El Crystal Palace se proclamó campeón de la UEFA Conference League 2025/26 tras derrotar 1-0 al Rayo Vallecano en la gran final disputada este miércoles 27 de mayo en el Leipzig Stadium de Alemania. Con este triunfo, el conjunto inglés conquistó el primer título internacional en sus 101 años de historia y cerró un año dorado bajo el mando del entrenador Oliver Glasner.
El único tanto del encuentro llegó al minuto 51 por medio del delantero francés Jean-Philippe Mateta, quien aprovechó un rebote concedido por el guardameta argentino Augusto Batalla dentro del área para empujar el balón al fondo de la red. La anotación terminó siendo suficiente para darle la victoria a las «Águilas», que mostraron solidez defensiva y supieron resistir los intentos del conjunto español durante el resto del encuentro.
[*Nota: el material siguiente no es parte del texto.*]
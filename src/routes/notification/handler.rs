use axum::{
    Extension,
    extract::{Query, State},
    http::StatusCode,
    response::IntoResponse,
};

use crate::AppState;
use crate::error::AppError;
use crate::infrastructure::Identity;
use crate::utils::success_to_api_response;

use super::model::{NotificationListResponse, NotificationQuery, clamp_limit};

#[axum::debug_handler]
pub async fn list_notifications(
    State(state): State<AppState>,
    Extension(identity): Extension<Identity>,
    Query(query): Query<NotificationQuery>,
) -> Result<impl IntoResponse, AppError> {
    let limit = clamp_limit(query.limit.as_deref());

    let notifications = state
        .store
        .list_notifications(identity.id, limit)
        .await
        .map_err(|e| {
            tracing::error!(user_id = %identity.id, error = %e, "Failed to list user notifications");
            AppError::InternalServerError("Failed to list notifications".into())
        })?;

    Ok((
        StatusCode::OK,
        success_to_api_response(NotificationListResponse { notifications }),
    ))
}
El partido comenzó con un primer tiempo muy disputado, donde el Rayo Vallecano tuvo las oportunidades más claras. Alemão desvió un centro de Pep Chavarría al minuto 25, mientras que Unai López disparó desviado desde la media luna al minuto 39. La mejor ocasión para el Crystal Palace llegó en el tiempo de compensación, cuando Tyrick Mitchell no pudo conectar de cabeza un centro preciso de Adam Wharton.
Sin embargo, el segundo tiempo comenzó con una sorpresa para el conjunto madrileño. Al minuto 51, Adam Wharton avanzó con el balón y disparó desde el borde del área. Batalla logró detener el primer intento, pero el rebote quedó servido para Mateta, quien no perdonó y marcó el gol que le dio el título a su equipo. Fue el gol más importante en la historia del club londinense.
El Crystal Palace estuvo cerca de ampliar la ventaja al minuto 56, cuando un tiro libre de Yeremy Pino se estrelló en ambos postes pero no logró cruzar la línea de gol. Minutos después, Batalla volvió a salvar a su equipo con una gran parada ante un mano a mano con Mateta. El conjunto español intentó reaccionar en los minutos finales, pero no logró concretar sus llegadas y Alemão desperdició la última oportunidad clara del partido.
Con esta conquista, el equipo dirigido por Oliver Glasner suma el tercer título oficial de su historia, todos obtenidos en un periodo extraordinario de apenas doce meses. En 2025, el club ya había sorprendido al fútbol inglés al ganar la FA Cup frente al Manchester City y posteriormente la FA Community Shield contra el Liverpool, ambas finales disputadas en Wembley. La Conference League representa, además, la consolidación de un proyecto deportivo que transformó por completo la imagen competitiva de la institución.
El campeonato europeo también marca el cierre de una etapa histórica para Glasner, quien dejará el banquillo del Crystal Palace al finalizar la temporada para asumir nuevos desafíos profesionales. El entrenador austriaco se despidió con el trofeo más importante de su gestión y con la admiración de la afición por haber llevado al club a la cima del fútbol inglés y europeo.
Por su parte, el Rayo Vallecano vivió la primera final internacional de toda su historia, aunque no logró completar la hazaña. El club madrileño, dirigido por Iñigo Pérez, deberá esperar una nueva oportunidad para regresar a las competiciones europeas y volver a soñar con una noche histórica como la de Leipzig. A pesar de la derrota, los jugadores recibieron un pasillo de honor por parte de los campeones al concluir el encuentro.
El jugador del partido fue Adam Wharton, quien recibió el trofeo Laufenn Player of the Match. El panel de observadores técnicos de la UEFA destacó su labor: «Creó el gol y las otras dos oportunidades más importantes para el Palace. Mostró buena conciencia posicional durante una dura batalla en el mediocampo». El mediocampista inglés celebró con especial emoción, ya que se había perdido las festividades de la FA Cup el año anterior.
Jean-Philippe Mateta, autor del gol del título, expresó su felicidad al finalizar el encuentro: «¡Me siento fantástico! ¡Lo hicimos! Primera vez en Europa y lo logramos. Ahora solo quiero celebrar. Lo dimos todo. Les dije sobre la intensidad que tendrían y estoy cansado ahora mismo, lo di todo. Por eso ganamos hoy». Sus palabras reflejan el esfuerzo colectivo de un equipo que nunca antes había disputado una competición europea.
La final se disputó en el Leipzig Stadium de Alemania, con una capacidad reducida a 39,700 asientos tras la eliminación de las zonas de pie. La ciudad de Leipzig se convirtió en testigo de una noche histórica para el fútbol inglés, donde un club modesto demostró que con trabajo, talento y una visión clara es posible competir al más alto nivel del continente. El Crystal Palace ahora forma parte de la élite del fútbol europeo.